EXERCISE MATERIAL section start
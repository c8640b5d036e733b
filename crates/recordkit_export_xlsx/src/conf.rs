//! Export constants and default preset factories.

use std::collections::BTreeMap;

use crate::spec::SpecCellFormat;

/// Excel sheet name maximum length.
pub const N_LEN_EXCEL_SHEET_NAME_MAX: usize = 31;
/// Characters not allowed in sheet names.
pub const TUP_EXCEL_ILLEGAL: [&str; 7] = ["*", ":", "?", "/", "\\", "[", "]"];

/// Character limit applied to document title and sheet name.
pub const N_LEN_TITLE_MAX: usize = 30;
/// Marker appended to truncated text.
pub const C_ELLIPSIS_DEFAULT: &str = " …";
/// Break token used by word wrap before cutting; never expected in titles.
pub const C_WRAP_SENTINEL: &str = "\u{1}~wrap~\u{1}";

/// Value column width in pixels (about 4.46 inches at 96 dpi).
pub const N_PX_VALUE_COLUMN_WIDTH: u16 = 428;
/// Padding added to the estimated label width.
pub const N_WIDTH_LABEL_PADDING: usize = 2;
/// Lower bound for the label column width.
pub const N_WIDTH_LABEL_MIN: usize = 8;
/// Upper bound for the label column width.
pub const N_WIDTH_LABEL_MAX: usize = 60;

/// Excel paper size code for A4.
pub const N_PAPER_SIZE_A4: u8 = 9;

/// Response content type for spreadsheet downloads.
pub const C_CONTENT_TYPE_XLSX: &str = "application/vnd.ms-excel";
/// File extension of exported documents.
pub const C_FILE_EXTENSION_XLSX: &str = "xlsx";

/// URL prefixes the sheet writer accepts for hyperlinks (lowercase).
pub const TUP_URL_PREFIX_SUPPORTED: [&str; 6] =
    ["http://", "https://", "ftp://", "ftps://", "mailto:", "file://"];

/// Target type of taxonomy term references.
pub const C_TARGET_TYPE_TAXONOMY_TERM: &str = "taxonomy_term";

/// Canonical format preset keys.
#[derive(Debug, Clone, Copy, PartialEq, Eq, PartialOrd, Ord)]
pub enum EnumFmtKey {
    /// Label column cells.
    Label,
    /// Value column cells.
    Value,
    /// Value cells carrying a hyperlink.
    Link,
    /// Title row cell.
    Title,
}

/// Build default named format presets used by the document builder.
pub fn derive_default_export_formats() -> BTreeMap<EnumFmtKey, SpecCellFormat> {
    let cfg_base_fmt_spec = SpecCellFormat {
        valign: Some("vcenter".to_string()),
        text_wrap: Some(true),
        ..Default::default()
    };

    let mut dict_fmt = BTreeMap::new();
    dict_fmt.insert(EnumFmtKey::Label, cfg_base_fmt_spec.clone());
    dict_fmt.insert(EnumFmtKey::Value, cfg_base_fmt_spec.clone());
    dict_fmt.insert(
        EnumFmtKey::Link,
        cfg_base_fmt_spec.with_(SpecCellFormat {
            font_color: Some("0563C1".to_string()),
            underline: Some(true),
            ..Default::default()
        }),
    );
    dict_fmt.insert(
        EnumFmtKey::Title,
        SpecCellFormat {
            font_name: Some("Verdana".to_string()),
            font_size: Some(12),
            bold: Some(true),
            font_color: Some("161617".to_string()),
            ..Default::default()
        },
    );

    dict_fmt
}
EXERCISE MATERIAL section end
Set down each line exactly as it appears, starting at the top of the data and ending at the line containing "pub const C_ELLIPSIS_DEFAULT: &str", and include no other lines.

[PROBLEM SOLUTION]
repository c8640b5d036e733b
filename crates/recordkit_export_xlsx/src/conf.rs
//! Export constants and default preset factories.

use std::collections::BTreeMap;

use crate::spec::SpecCellFormat;

/// Excel sheet name maximum length.
pub const N_LEN_EXCEL_SHEET_NAME_MAX: usize = 31;
/// Characters not allowed in sheet names.
pub const TUP_EXCEL_ILLEGAL: [&str; 7] = ["*", ":", "?", "/", "\\", "[", "]"];

/// Character limit applied to document title and sheet name.
pub const N_LEN_TITLE_MAX: usize = 30;
/// Marker appended to truncated text.
pub const C_ELLIPSIS_DEFAULT: &str = " …";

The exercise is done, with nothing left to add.